Astronomy Picture Of The Day
Wednesday, August 5th, 2009    Subscribe To Our FeedThe study of space objects such as planets, galaxies and stars is Astronomy. It’s important science, but for many people an enjoyable hobby. That’s why when a web site or magazine offers an astronomy picture of the day archive, it’s likely to garner a great deal of attention. There are plenty of such pictures to choose from, and plenty of interesting objects out there to keep people looking.
The first place to look for and astronomy picture of the day is NASA’s website. Their web site, nasa.gov, presents a new photo every day. The multimedia section shows both images and videos. This could be an excellent source for images and videos for your own daily updated site. November 5, 2008 showed a close view of Saturn’s moon Enceladus. The space probe Cassini took this image. The image is crisp enough to see a small bus, if there were one on the moon. the ice on this moon is pretty unique it reflects 99% of the light that strikes it. Talk about bright. The plan is that Cassini will take more images of this moon later in its mission.

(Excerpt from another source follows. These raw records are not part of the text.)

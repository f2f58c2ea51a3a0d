//! Rule-based insight ranking over a feature vector.
//!
//! Each rule looks at one observed feature and, when its predicate holds,
//! contributes a message weighted by the feature's magnitude. Matches are
//! ranked by descending absolute magnitude; equal magnitudes keep rule order.

use crate::core::features::FeatureVector;
use std::cmp::Ordering;

/// Message returned when no rule matches.
pub const NO_TRIGGERS_MESSAGE: &str = "No acute triggers detected; continue monitoring baseline.";

/// One insight rule.
#[derive(Debug, Clone, Copy)]
pub struct InsightRule {
    /// Feature the rule reads
    pub feature: &'static str,
    /// Value assumed when the feature was not observed
    pub default: f64,
    pub predicate: fn(f64) -> bool,
    pub message: &'static str,
}

impl InsightRule {
    /// Triggering magnitude if the rule matches `vector`.
    pub fn evaluate(&self, vector: &FeatureVector) -> Option<f64> {
        let value = vector.observed(self.feature).unwrap_or(self.default);
        (self.predicate)(value).then_some(value)
    }
}

/// Insight rules in evaluation order.
pub const INSIGHT_RULES: [InsightRule; 5] = [
    InsightRule {
        feature: "screen_time_minutes_sum_120m",
        default: 0.0,
        predicate: |v| v > 90.0,
        message: "Screen time spike",
    },
    InsightRule {
        feature: "barometric_pressure_hpa_mean_180m",
        default: 1013.0,
        predicate: |v| v < 1005.0,
        message: "Low pressure system detected",
    },
    InsightRule {
        feature: "sleep_debt_hours_max_360m",
        default: 0.0,
        predicate: |v| v > 2.5,
        message: "Elevated sleep debt",
    },
    InsightRule {
        feature: "ambient_noise_db_mean_30m",
        default: 0.0,
        predicate: |v| v > 65.0,
        message: "High ambient noise",
    },
    InsightRule {
        feature: "uv_index",
        default: 0.0,
        predicate: |v| v > 8.0,
        message: "Extreme UV exposure",
    },
];

/// Rank matching insights for `vector`, keeping at most `max_insights`.
pub fn rank_insights(vector: &FeatureVector, max_insights: usize) -> Vec<String> {
    rank_with_rules(&INSIGHT_RULES, vector, max_insights)
}

fn rank_with_rules(
    rules: &[InsightRule],
    vector: &FeatureVector,
    max_insights: usize,
) -> Vec<String> {
    let mut matched: Vec<(&'static str, f64)> = rules
        .iter()
        .filter_map(|rule| rule.evaluate(vector).map(|m| (rule.message, m)))
        .collect();

    if matched.is_empty() {
        return vec![NO_TRIGGERS_MESSAGE.to_string()];
    }

    // sort_by is stable
    matched.sort_by(|a, b| b.1.abs().partial_cmp(&a.1.abs()).unwrap_or(Ordering::Equal));
    matched
        .into_iter()
        .take(max_insights)
        .map(|(message, _)| message.to_string())
        .collect()
}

NASA maintains an archive of all the astronomy photos of the day dating all the way back to June 16 of 1995. That image was of Earth as if it had the density of a neutron star. The image is a computer generation. The most interesting feature is that the constellation Orion is visible twice. The reason is that a Neutron star is so dense that light, even from behind the star, is visible as it is pulled around by the intense gravity. This distortion causes double images of some objects.
NASA’s COBY satellite took a very interesting image of the center of the Milky Way galaxy on September 8, 1995. This image would normally not be visible because the dust in the galaxy obscures it in the visible spectrum. But COBE scans in infrared, so produced the amazing image of our very symmetrical galaxy.
January 1, 2000 and January 1, 2001 shared the same image, a drawing really, of the universe as defined in the last millennium. The reason both dates shared this image is that most people considered the year 2000 as the first year of the third millennium. However the third millennium actually began on January 1, 2001. NASA decided to just go with both. The image found at apod.nasa.gov shows the progression of our picture of the universe from orbs that rotate around the Earth all the way to the big bang event creating an ever expanding cosmos.
NASA has a lot more days with their own astronomy picture of the day. Visit the web site, NASA.gov, to see them.